Safer relief for people suffering from severe asthma is a step closer with a large clinical trial finding a monocolonal antibody treatment called benralizumab can radically reduce the need for more dangerous high-dose steroid treatments.
Asthma impacts almost 300 million people worldwide, around 5 percent of whom have a severe version of this respiratory disease. They face a horrifying struggle to get enough air on a daily basis, with all the associated chest tightness, coughing, panic, and frequent hospital visits.
Patients with severe asthma rely on inhaling high doses of steroids to keep it under control. They work by reducing the body's inflammation in general, decreasing the production of mucus in the lungs as a consequence.

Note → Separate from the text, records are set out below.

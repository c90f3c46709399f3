//! Preprocessor collaborator: configuration discovery and expansion.

mod directive;
mod expr;
mod text;

pub use directive::{DirectivePreprocessor, DEFAULT_MAX_INCLUDE_DEPTH};

use crate::errors::PreprocessError;
use std::collections::HashMap;
use std::path::{Path, PathBuf};

/// Marker opening an inlined header in expanded text: `#file "path"`.
pub const FILE_MARKER: &str = "#file";
/// Marker closing an inlined header.
pub const END_FILE_MARKER: &str = "#endfile";

/// Size metric for one header expansion.
#[derive(Debug, Clone, PartialEq, Eq)]
pub struct HeaderExpansion {
    pub identity: PathBuf,
    pub expanded_size: usize,
}

/// Fully expanded text of one configuration.
#[derive(Debug, Clone, Default, PartialEq, Eq)]
pub struct Expansion {
    pub text: String,
    pub headers: Vec<HeaderExpansion>,
}

impl Expansion {
    pub fn new(text: impl Into<String>) -> Self {
        Self {
            text: text.into(),
            headers: Vec::new(),
        }
    }
}

pub trait Preprocessor: Send + Sync {
    /// Configurations discovered in `source`, in a deterministic order.
    /// The empty string names the default configuration.
    fn configurations(&self, path: &Path, source: &str)
        -> Result<Vec<String>, PreprocessError>;

    /// Expand `source` under `configuration`.
    fn expand(
        &self,
        path: &Path,
        source: &str,
        configuration: &str,
    ) -> Result<Expansion, PreprocessError>;
}

/// Macro definitions named by a configuration string such as `A;B=2`.
///
/// A name without a value is defined as `1`.
pub fn configuration_defines(configuration: &str) -> HashMap<String, String> {
    configuration
        .split(';')
        .map(str::trim)
        .filter(|s| !s.is_empty())
        .map(|entry| match entry.split_once('=') {
            Some((name, value)) => (name.trim().to_string(), value.trim().to_string()),
            None => (entry.to_string(), "1".to_string()),
        })
        .collect()
}

#[cfg(test)]
mod tests {
    use super::*;

    #[test]
    fn test_configuration_defines() {
        let defines = configuration_defines("A; B=2;;");
        assert_eq!(defines.len(), 2);
        assert_eq!(defines["A"], "1");
        assert_eq!(defines["B"], "2");
        assert!(configuration_defines("").is_empty());
    }
}
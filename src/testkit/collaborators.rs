use crate::core::TokenList;
use crate::errors::{PreprocessError, TokenizeError};
use crate::preprocess::{Expansion, HeaderExpansion, Preprocessor};
use crate::tokenize::{CTokenizer, Tokenizer};
use std::path::{Path, PathBuf};
use std::sync::atomic::{AtomicUsize, Ordering};
use std::sync::Arc;

#[derive(Debug, Clone)]
enum Script {
    Expand(Expansion),
    Unresolvable(String),
    Fail(String),
    Panic(String),
}

/// Preprocessor that ignores the source and answers from a script.
///
/// Configurations are returned in insertion order. Expanding a configuration
/// that was never scripted fails with a directive error.
#[derive(Debug, Clone, Default)]
pub struct ScriptedPreprocessor {
    scripts: Vec<(String, Script)>,
    expand_calls: Arc<AtomicUsize>,
}

impl ScriptedPreprocessor {
    pub fn new() -> Self {
        Self::default()
    }

    pub fn configuration(self, name: impl Into<String>, text: impl Into<String>) -> Self {
        self.script(name, Script::Expand(Expansion::new(text)))
    }

    /// Configuration whose expansion also inlines `headers` as
    /// `(path, expanded size)` pairs.
    pub fn configuration_with_headers(
        self,
        name: impl Into<String>,
        text: impl Into<String>,
        headers: &[(&str, usize)],
    ) -> Self {
        let expansion = Expansion {
            text: text.into(),
            headers: headers
                .iter()
                .map(|(path, size)| HeaderExpansion {
                    identity: PathBuf::from(path),
                    expanded_size: *size,
                })
                .collect(),
        };
        self.script(name, Script::Expand(expansion))
    }

    pub fn unresolvable(self, name: impl Into<String>, reason: impl Into<String>) -> Self {
        self.script(name, Script::Unresolvable(reason.into()))
    }

    pub fn failing(self, name: impl Into<String>, message: impl Into<String>) -> Self {
        self.script(name, Script::Fail(message.into()))
    }

    pub fn panicking(self, name: impl Into<String>, message: impl Into<String>) -> Self {
        self.script(name, Script::Panic(message.into()))
    }

    /// Shared counter of `expand` calls.
    pub fn expand_calls(&self) -> Arc<AtomicUsize> {
        Arc::clone(&self.expand_calls)
    }

    fn script(mut self, name: impl Into<String>, script: Script) -> Self {
        self.scripts.push((name.into(), script));
        self
    }
}

impl Preprocessor for ScriptedPreprocessor {
    fn configurations(
        &self,
        _path: &Path,
        _source: &str,
    ) -> Result<Vec<String>, PreprocessError> {
        Ok(self.scripts.iter().map(|(name, _)| name.clone()).collect())
    }

    fn expand(
        &self,
        path: &Path,
        _source: &str,
        configuration: &str,
    ) -> Result<Expansion, PreprocessError> {
        self.expand_calls.fetch_add(1, Ordering::SeqCst);
        let script = self
            .scripts
            .iter()
            .find(|(name, _)| name == configuration)
            .map(|(_, script)| script);
        match script {
            Some(Script::Expand(expansion)) => Ok(expansion.clone()),
            Some(Script::Unresolvable(reason)) => {
                Err(PreprocessError::unresolvable(configuration, reason.clone()))
            }
            Some(Script::Fail(message)) => {
                Err(PreprocessError::directive(path, 1, message.clone()))
            }
            Some(Script::Panic(message)) => panic!("{message}"),
            None => Err(PreprocessError::directive(
                path,
                1,
                format!("no script for configuration '{configuration}'"),
            )),
        }
    }
}

#[derive(Debug, Default)]
pub struct TokenizerCounters {
    tokenize: AtomicUsize,
    simplify: AtomicUsize,
}

impl TokenizerCounters {
    pub fn tokenize_calls(&self) -> usize {
        self.tokenize.load(Ordering::SeqCst)
    }

    pub fn simplify_calls(&self) -> usize {
        self.simplify.load(Ordering::SeqCst)
    }
}

/// [`CTokenizer`] with call counters.
#[derive(Debug, Clone, Default)]
pub struct CountingTokenizer {
    inner: CTokenizer,
    counters: Arc<TokenizerCounters>,
}

impl CountingTokenizer {
    pub fn new() -> Self {
        Self::default()
    }

    pub fn counters(&self) -> Arc<TokenizerCounters> {
        Arc::clone(&self.counters)
    }
}

impl Tokenizer for CountingTokenizer {
    fn tokenize(
        &self,
        path: &Path,
        expanded: &str,
        configuration: &str,
    ) -> Result<TokenList, TokenizeError> {
        self.counters.tokenize.fetch_add(1, Ordering::SeqCst);
        self.inner.tokenize(path, expanded, configuration)
    }

    fn simplify(&self, tokens: &TokenList) -> Result<TokenList, TokenizeError> {
        self.counters.simplify.fetch_add(1, Ordering::SeqCst);
        self.inner.simplify(tokens)
    }
}
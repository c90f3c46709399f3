//! Assertion macros over diagnostics and results.
//!
//! - [`crate::assert_result_ok!`] - Assert a Result is Ok and extract the value
//! - [`crate::assert_contains_error!`] - Assert an error message contains a pattern
//! - [`crate::assert_diagnostic!`] - Assert a diagnostic with an id was produced
//! - [`crate::assert_no_diagnostic!`] - Assert no diagnostic with an id was produced
//!
//! ```rust
//! use cfgscan::core::{Diagnostic, Severity};
//! use cfgscan::{assert_diagnostic, assert_no_diagnostic};
//!
//! let found = vec![Diagnostic::violation("zerodiv", Severity::Error, "Division by zero.")];
//! let d = assert_diagnostic!(found, "zerodiv");
//! assert_eq!(d.severity, Severity::Error);
//! assert_no_diagnostic!(found, "unusedFunction");
//! ```

/// Assert that a Result is Ok and extract the value.
#[macro_export]
macro_rules! assert_result_ok {
    ($result:expr) => {
        match $result {
            Ok(value) => value,
            Err(e) => panic!(
                "Expected Ok, got Err: {:?}\n  at {}:{}",
                e,
                file!(),
                line!()
            ),
        }
    };
}

/// Assert that a Result is Err and its message contains `pattern`.
#[macro_export]
macro_rules! assert_contains_error {
    ($result:expr, $pattern:expr) => {
        match $result {
            Ok(value) => panic!(
                "Expected Err containing {:?}, got Ok: {:?}\n  at {}:{}",
                $pattern,
                value,
                file!(),
                line!()
            ),
            Err(e) => {
                let message = e.to_string();
                assert!(
                    message.contains($pattern),
                    "Error {:?} does not contain {:?}\n  at {}:{}",
                    message,
                    $pattern,
                    file!(),
                    line!()
                );
            }
        }
    };
}

/// Assert that a diagnostic with the given id is present and return the
/// first one.
#[macro_export]
macro_rules! assert_diagnostic {
    ($diagnostics:expr, $id:expr) => {
        match $diagnostics.iter().find(|d| d.id == $id) {
            Some(d) => d.clone(),
            None => panic!(
                "Expected diagnostic {:?}, found ids {:?}\n  at {}:{}",
                $id,
                $diagnostics.iter().map(|d| d.id.as_str()).collect::<Vec<_>>(),
                file!(),
                line!()
            ),
        }
    };
}

/// Assert that no diagnostic with the given id is present.
#[macro_export]
macro_rules! assert_no_diagnostic {
    ($diagnostics:expr, $id:expr) => {
        if let Some(d) = $diagnostics.iter().find(|d| d.id == $id) {
            panic!(
                "Unexpected diagnostic {:?}: {}\n  at {}:{}",
                $id,
                d,
                file!(),
                line!()
            );
        }
    };
}
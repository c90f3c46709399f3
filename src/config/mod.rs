//! Settings for the analysis core and its host.

mod loader;
mod settings;
mod suppressions;

pub use loader::{
    directory_ancestors, discover_settings, load_settings, load_settings_from,
    parse_and_validate_settings, CONFIG_FILE_NAME,
};
pub use settings::{LargeHeaderSettings, ReducerSettings, RuleConfig, Settings};
pub use suppressions::{Suppression, Suppressions};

Yet high levels of steroids come with all sorts of risks, including increased diabetes, fractures, cataracts, and suppression of the adrenal system which helps regulate everything from metabolism to stress through hormones.
What's more, the value of such high doses of steroids in treating severe asthma remains debated. Lower doses have a proportionally larger impact, but patients have little other option than to resort to the riskier amounts when these fail.
The treatment investigated in a phase four clinical trial funded by its producer AstraZeneca, works in a far more targeted way. Benralizumab is a protein antibody that reduces the number of inflammation-causing immune cells called eosinophils, which are produced in abnormal amounts in severe asthma cases.
Benralizumab has been so effective that in the trial of over 200 patients across Europe an incredible 92 percent of them safely reduced the use of inhaled steroids, with more than 60 percent no longer needing them at all.
Almost 90 percent of patients in the steroid reduction group remained exacerbation-free by the end of the trial.
"More than half of patients reducing background medications met the definition for clinical remission at week 48," King's College immunobiologist David Jackson and colleagues write in their paper.
"The data further cement the central role of eosinophils in exacerbation pathogenesis and symptom control."
However, these promising results only apply to a very specific type of asthma, the researchers caution. They only tested people who responded well to benralizumab, patients who have severe eosinophilic asthma and don't respond as well to benralizumab likely still require the intensive steroid treatments.
Due to the risks from high steroid doses the Global Initiative for Asthma recommends lowering doses in patients who are responding positively to immune therapies. This research supports that recommendation, however the results may not be the same across all similar treatments.
"Patients controlled on benralizumab can have meaningful reductions in ICS therapy while maintaining asthma control," Jackson and team conclude.
This research was published in The Lancet.